You can access input / output / weights attributes on both layers and models to see what they contain.

In [None]:
print(f'Layer 1 inputs: {layer1.input}\n')
print(f'Layer 1 outputs: {layer1.output}\n')
print(f'Model inputs: {nn_model.input}\n')
print(f'Model outputs: {nn_model.output}\n')
print(f'Layer 1 weights: {layer1.weights}\n')

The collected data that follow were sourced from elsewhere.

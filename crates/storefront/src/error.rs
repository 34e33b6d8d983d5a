//! Error types for the storefront crate.

use std::path::PathBuf;

use thiserror::Error;

/// Errors from loading settings and catalog data.
#[derive(Error, Debug)]
pub enum Error {
    /// A file could not be read.
    #[error("failed to read {}: {source}", path.display())]
    Io {
        path: PathBuf,
        #[source]
        source: std::io::Error,
    },

    /// Settings were not valid TOML or had the wrong shape.
    #[error("invalid settings: {0}")]
    Settings(#[from] toml::de::Error),

    /// Product data was not valid JSON or had the wrong shape.
    #[error("invalid product data: {0}")]
    Products(#[from] serde_json::Error),
}

/// Result type for storefront operations.
pub type Result<T> = std::result::Result<T, Error>;
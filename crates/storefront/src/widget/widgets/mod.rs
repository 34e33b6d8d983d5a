//! Concrete widgets.

mod multi_select;

pub use multi_select::SearchableMultiSelect;
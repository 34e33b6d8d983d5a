//! Storefront - product catalog browsing with searchable filter dropdowns.
//!
//! The crate is organized in layers:
//!
//! - [`model`]: option lists and externally owned selections
//! - [`widget`]: events, the [`Widget`](widget::Widget) trait, render trees,
//!   and the [`SearchableMultiSelect`](widget::widgets::SearchableMultiSelect)
//!   dropdown
//! - [`catalog`]: products, filtering, paging, and the
//!   [`CatalogBrowser`](catalog::CatalogBrowser) that ties them to dropdowns
//! - [`settings`]: TOML configuration
//!
//! # Example
//!
//! ```
//! use std::sync::Arc;
//! use storefront::prelude::*;
//!
//! let products = Product::list_from_json(r#"[
//!     {"id": 1, "title": "iPhone 9", "price": 549, "category": "smartphones", "brand": "Apple"},
//!     {"id": 2, "title": "Tree Oil", "price": 12, "category": "skincare"}
//! ]"#)?;
//!
//! let timers = Arc::new(SharedTimerManager::new());
//! let browser = CatalogBrowser::new(products, &Settings::default(), timers);
//! browser.categories().replace(vec!["skincare".to_string()]);
//!
//! let titles: Vec<_> = browser.current_page().iter().map(|p| p.title.as_str()).collect();
//! assert_eq!(titles, vec!["Tree Oil"]);
//! # Ok::<(), storefront::Error>(())
//! ```

pub mod catalog;
mod error;
pub mod model;
pub mod prelude;
pub mod settings;
pub mod widget;

pub use error::{Error, Result};
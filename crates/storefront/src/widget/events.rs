//! Widget-specific event types.
//!
//! Every event carries an [`EventBase`] with an accepted flag. Accepting an
//! event suppresses the host's default action for it (scrolling on Space,
//! focus traversal on Tab) and stops it from propagating to parent widgets.

use storefront_core::{Point, TimerId};

/// Keyboard modifiers that may be held during input events.
#[derive(Debug, Clone, Copy, PartialEq, Eq, Default, Hash)]
pub struct KeyboardModifiers {
    /// The Shift key is held.
    pub shift: bool,
    /// The Control key is held (Cmd on macOS).
    pub control: bool,
    /// The Alt key is held (Option on macOS).
    pub alt: bool,
    /// The Meta/Super key is held.
    pub meta: bool,
}

impl KeyboardModifiers {
    /// No modifiers pressed.
    pub const NONE: Self = Self {
        shift: false,
        control: false,
        alt: false,
        meta: false,
    };

    /// Shift modifier only.
    pub const SHIFT: Self = Self {
        shift: true,
        control: false,
        alt: false,
        meta: false,
    };
}

/// Mouse buttons.
#[derive(Debug, Clone, Copy, PartialEq, Eq, Hash)]
pub enum MouseButton {
    /// Primary button (usually left).
    Left,
    /// Secondary button (usually right).
    Right,
    /// Middle button (scroll wheel click).
    Middle,
}

/// Common data for all widget events.
#[derive(Debug, Clone, Copy, Default)]
pub struct EventBase {
    accepted: bool,
}

impl EventBase {
    /// Create a new, unaccepted event base.
    pub fn new() -> Self {
        Self { accepted: false }
    }

    /// Check if the event has been accepted.
    pub fn is_accepted(&self) -> bool {
        self.accepted
    }

    /// Accept the event, suppressing default handling and propagation.
    pub fn accept(&mut self) {
        self.accepted = true;
    }

    /// Ignore the event, allowing default handling and propagation.
    pub fn ignore(&mut self) {
        self.accepted = false;
    }
}

/// Mouse press event.
#[derive(Debug, Clone, Copy)]
pub struct MousePressEvent {
    /// Base event data.
    pub base: EventBase,
    /// The button that was pressed.
    pub button: MouseButton,
    /// Position in widget-local coordinates.
    pub local_pos: Point,
    /// Keyboard modifiers held during the event.
    pub modifiers: KeyboardModifiers,
}

impl MousePressEvent {
    /// Create a new mouse press event.
    pub fn new(button: MouseButton, local_pos: Point, modifiers: KeyboardModifiers) -> Self {
        Self {
            base: EventBase::new(),
            button,
            local_pos,
            modifiers,
        }
    }

    /// A plain left click at `local_pos`.
    pub fn left(local_pos: Point) -> Self {
        Self::new(MouseButton::Left, local_pos, KeyboardModifiers::NONE)
    }
}

/// Mouse move event.
#[derive(Debug, Clone, Copy)]
pub struct MouseMoveEvent {
    /// Base event data.
    pub base: EventBase,
    /// Position in widget-local coordinates.
    pub local_pos: Point,
    /// Keyboard modifiers held during the event.
    pub modifiers: KeyboardModifiers,
}

impl MouseMoveEvent {
    /// Create a new mouse move event.
    pub fn new(local_pos: Point, modifiers: KeyboardModifiers) -> Self {
        Self {
            base: EventBase::new(),
            local_pos,
            modifiers,
        }
    }
}

/// Mouse wheel (scroll) event.
#[derive(Debug, Clone, Copy)]
pub struct WheelEvent {
    /// Base event data.
    pub base: EventBase,
    /// Vertical scroll delta. Positive scrolls up (content moves down).
    pub delta_y: f32,
    /// Position in widget-local coordinates.
    pub local_pos: Point,
}

impl WheelEvent {
    /// Create a new wheel event.
    pub fn new(delta_y: f32, local_pos: Point) -> Self {
        Self {
            base: EventBase::new(),
            delta_y,
            local_pos,
        }
    }
}

/// Mouse leave event, sent when the pointer exits the widget.
#[derive(Debug, Clone, Copy, Default)]
pub struct LeaveEvent {
    /// Base event data.
    pub base: EventBase,
}

/// Reason for focus change.
#[derive(Debug, Clone, Copy, PartialEq, Eq, Default)]
pub enum FocusReason {
    /// Focus changed due to mouse click.
    Mouse,
    /// Focus changed due to Tab key.
    Tab,
    /// Focus changed due to Shift+Tab (backtab).
    Backtab,
    /// Focus changed programmatically.
    #[default]
    Other,
}

/// Focus in event, sent when the widget gains keyboard focus.
#[derive(Debug, Clone, Copy)]
pub struct FocusInEvent {
    /// Base event data.
    pub base: EventBase,
    /// The reason focus was gained.
    pub reason: FocusReason,
}

impl FocusInEvent {
    /// Create a new focus in event.
    pub fn new(reason: FocusReason) -> Self {
        Self {
            base: EventBase::new(),
            reason,
        }
    }
}

/// Focus out event, sent when the widget loses keyboard focus.
#[derive(Debug, Clone, Copy)]
pub struct FocusOutEvent {
    /// Base event data.
    pub base: EventBase,
    /// The reason focus was lost.
    pub reason: FocusReason,
}

impl FocusOutEvent {
    /// Create a new focus out event.
    pub fn new(reason: FocusReason) -> Self {
        Self {
            base: EventBase::new(),
            reason,
        }
    }
}

/// Keyboard key codes.
///
/// Letters and digits are carried as characters; the remaining variants are
/// the keys the widgets react to.
#[derive(Debug, Clone, Copy, PartialEq, Eq, Hash)]
pub enum Key {
    /// A printable character key, as typed (case preserved).
    Character(char),
    ArrowUp,
    ArrowDown,
    ArrowLeft,
    ArrowRight,
    Home,
    End,
    PageUp,
    PageDown,
    Backspace,
    Delete,
    Enter,
    Tab,
    Space,
    Escape,
    /// Unknown/unmapped key.
    Unknown(u16),
}

impl Key {
    /// The character for an ASCII letter or digit key (`[a-zA-Z0-9]`).
    pub fn alphanumeric_char(&self) -> Option<char> {
        match self {
            Key::Character(c) if c.is_ascii_alphanumeric() => Some(*c),
            _ => None,
        }
    }
}

/// Key press event, sent when a key is pressed.
#[derive(Debug, Clone)]
pub struct KeyPressEvent {
    /// Base event data.
    pub base: EventBase,
    /// The key that was pressed.
    pub key: Key,
    /// Keyboard modifiers held during the event.
    pub modifiers: KeyboardModifiers,
    /// The text input from this key press (empty for non-printable keys).
    pub text: String,
    /// Whether this is a key repeat event (key held down).
    pub is_repeat: bool,
}

impl KeyPressEvent {
    /// Create a new key press event.
    pub fn new(
        key: Key,
        modifiers: KeyboardModifiers,
        text: impl Into<String>,
        is_repeat: bool,
    ) -> Self {
        Self {
            base: EventBase::new(),
            key,
            modifiers,
            text: text.into(),
            is_repeat,
        }
    }

    /// A press of `key` with no modifiers, deriving the text from the key.
    pub fn from_key(key: Key) -> Self {
        let text = match key {
            Key::Character(c) => c.to_string(),
            Key::Space => " ".to_string(),
            _ => String::new(),
        };
        let modifiers = match key {
            Key::Character(c) if c.is_ascii_uppercase() => KeyboardModifiers::SHIFT,
            _ => KeyboardModifiers::NONE,
        };
        Self::new(key, modifiers, text, false)
    }
}

/// Timer event, sent when a widget-owned timer fires.
#[derive(Debug, Clone, Copy)]
pub struct TimerEvent {
    /// Base event data.
    pub base: EventBase,
    /// The ID of the timer that fired.
    pub id: TimerId,
}

impl TimerEvent {
    /// Create a new timer event.
    pub fn new(id: TimerId) -> Self {
        Self {
            base: EventBase::new(),
            id,
        }
    }
}

/// Enumeration of all widget event types.
#[derive(Debug)]
pub enum WidgetEvent {
    /// Mouse press event.
    MousePress(MousePressEvent),
    /// Mouse move event.
    MouseMove(MouseMoveEvent),
    /// Mouse wheel event.
    Wheel(WheelEvent),
    /// Mouse leave event.
    Leave(LeaveEvent),
    /// Focus in event.
    FocusIn(FocusInEvent),
    /// Focus out event.
    FocusOut(FocusOutEvent),
    /// Key press event.
    KeyPress(KeyPressEvent),
    /// Timer event.
    Timer(TimerEvent),
}

impl WidgetEvent {
    fn base(&self) -> &EventBase {
        match self {
            Self::MousePress(e) => &e.base,
            Self::MouseMove(e) => &e.base,
            Self::Wheel(e) => &e.base,
            Self::Leave(e) => &e.base,
            Self::FocusIn(e) => &e.base,
            Self::FocusOut(e) => &e.base,
            Self::KeyPress(e) => &e.base,
            Self::Timer(e) => &e.base,
        }
    }

    fn base_mut(&mut self) -> &mut EventBase {
        match self {
            Self::MousePress(e) => &mut e.base,
            Self::MouseMove(e) => &mut e.base,
            Self::Wheel(e) => &mut e.base,
            Self::Leave(e) => &mut e.base,
            Self::FocusIn(e) => &mut e.base,
            Self::FocusOut(e) => &mut e.base,
            Self::KeyPress(e) => &mut e.base,
            Self::Timer(e) => &mut e.base,
        }
    }

    /// Check if the event has been accepted.
    pub fn is_accepted(&self) -> bool {
        self.base().is_accepted()
    }

    /// Accept the event.
    pub fn accept(&mut self) {
        self.base_mut().accept();
    }

    /// Ignore the event.
    pub fn ignore(&mut self) {
        self.base_mut().ignore();
    }

    /// Check if this event should propagate to parent widgets.
    ///
    /// Input events propagate unless accepted; focus, leave, and timer
    /// events belong to the widget they were sent to.
    pub fn should_propagate(&self) -> bool {
        match self {
            Self::MousePress(_) | Self::MouseMove(_) | Self::Wheel(_) | Self::KeyPress(_) => {
                !self.is_accepted()
            }
            Self::Leave(_) | Self::FocusIn(_) | Self::FocusOut(_) | Self::Timer(_) => false,
        }
    }

    /// Shorthand for a key press event with no modifiers.
    pub fn key(key: Key) -> Self {
        Self::KeyPress(KeyPressEvent::from_key(key))
    }

    /// Shorthand for a left click at `pos`.
    pub fn click(pos: Point) -> Self {
        Self::MousePress(MousePressEvent::left(pos))
    }

    /// Shorthand for a pointer move to `pos`.
    pub fn hover(pos: Point) -> Self {
        Self::MouseMove(MouseMoveEvent::new(pos, KeyboardModifiers::NONE))
    }
}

Again, we'll need to compile the model before training. We'll use a different optimizer this time. 

In [None]:
tf.random.set_seed(999)

nn_model.compile(
    # Adam optimizer, better suited for neural networks
    optimizer=keras.optimizers.Adam(0.15),  
    # Loss function to minimize: mean squared error
    loss=keras.losses.MeanSquaredError()
)

We will also use a validation set (we don't train on it) to monitor the loss during training. Although training is typically done in minibatches, we will use the whole dataset here as it is fairly small.

In [None]:
history = nn_model.fit(
    x_train,
    y_train,
    batch_size=0,         # The minibatch size (tradeoff between speed and quality) - use all data
    epochs=20,            
    validation_split=0.1  # How much of the training data to use for validation
)

The `.fit` method returns an object which contains the losses for each epoch during training. You can use it to save them or plot them, but we will show an easier and more powerful tool for this in the next notebook.

In [None]:
# Show the loss and metrics history
history.history

The validation results seem good. To make sure, we'll also evaluate our model on the test set.

In [None]:
# Evaluate the model on the test data
mse = nn_model.evaluate(x_test, y_test, batch_size=0)
print(f'Test MSE: {mse}')

We see that our test loss is higher than our validation loss, but overall still OK, even lower than the linear regression loss. Since we're dealing with a small amount of data, overfitting can easily happen - we'll demonstrate some useful techniques to combat it in the next notebook.

### Going further
The [Keras API docs](https://www.tensorflow.org/api_docs/python/tf/keras) are pretty nice and contain a lot more material - definitely check out the list of layers. And even if you can't find something you need - it's easy to create your own layer, metric or loss function with plain TF operations.